DIRECTIONS:
The count of lines below that include the string "must" is the whole answer; write it alone.

↓↓↓

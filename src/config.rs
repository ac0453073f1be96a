use anyhow::{bail, Context, Result};
use serde::Deserialize;
use std::path::{Path, PathBuf};

/// Environment variable consulted when `[db].password` is not set.
pub const PASSWORD_ENV: &str = "PDFMETA_DB_PASSWORD";

#[derive(Debug, Deserialize, Clone, Default)]
pub struct Config {
    #[serde(default)]
    pub db: DbConfig,
    #[serde(default)]
    pub scan: ScanConfig,
}

#[derive(Debug, Deserialize, Clone, Copy, PartialEq, Eq, Default)]
#[serde(rename_all = "lowercase")]
pub enum Backend {
    #[default]
    Postgres,
    Sqlite,
}

#[derive(Debug, Deserialize, Clone)]
pub struct DbConfig {
    #[serde(default)]
    pub backend: Backend,
    #[serde(default = "default_host")]
    pub host: String,
    #[serde(default = "default_port")]
    pub port: u16,
    #[serde(default = "default_database")]
    pub database: String,
    #[serde(default = "default_user")]
    pub user: String,
    #[serde(default)]
    pub password: Option<String>,
    /// SQLite database file; required when `backend = "sqlite"`.
    #[serde(default)]
    pub path: Option<PathBuf>,
    /// Upper bound on waiting for a connection before an insert fails.
    #[serde(default = "default_connect_timeout_secs")]
    pub connect_timeout_secs: u64,
}

impl Default for DbConfig {
    fn default() -> Self {
        Self {
            backend: Backend::default(),
            host: default_host(),
            port: default_port(),
            database: default_database(),
            user: default_user(),
            password: None,
            path: None,
            connect_timeout_secs: default_connect_timeout_secs(),
        }
    }
}

fn default_host() -> String {
    "localhost".to_string()
}
fn default_port() -> u16 {
    5432
}
fn default_database() -> String {
    "meta".to_string()
}
fn default_user() -> String {
    "postgres".to_string()
}
fn default_connect_timeout_secs() -> u64 {
    5
}

impl DbConfig {
    /// Password from the config file, else from [`PASSWORD_ENV`], else empty.
    pub fn resolved_password(&self) -> String {
        self.password
            .clone()
            .or_else(|| std::env::var(PASSWORD_ENV).ok())
            .unwrap_or_default()
    }
}

#[derive(Debug, Deserialize, Clone, Default)]
pub struct ScanConfig {
    #[serde(default)]
    pub exclude_globs: Vec<String>,
    #[serde(default)]
    pub follow_symlinks: bool,
}

impl Config {
    /// All-defaults configuration: local Postgres, no extra excludes.
    pub fn minimal() -> Self {
        Self::default()
    }
}

pub fn load_config(path: &Path) -> Result<Config> {
    let content = std::fs::read_to_string(path)
        .with_context(|| format!("Failed to read config file: {}", path.display()))?;

    let config: Config = toml::from_str(&content).with_context(|| "Failed to parse config file")?;
    validate(&config)?;
    Ok(config)
}

fn validate(config: &Config) -> Result<()> {
    if config.db.port == 0 {
        bail!("db.port must be > 0");
    }

    if config.db.connect_timeout_secs == 0 {
        bail!("db.connect_timeout_secs must be > 0");
    }

    if config.db.backend == Backend::Sqlite && config.db.path.is_none() {
        bail!("db.path must be set when db.backend is 'sqlite'");
    }

    for pattern in &config.scan.exclude_globs {
        globset::Glob::new(pattern)
            .with_context(|| format!("Invalid scan.exclude_globs pattern: '{}'", pattern))?;
    }

    Ok(())
}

↑↑↑

EXERCISE ANSWER:
3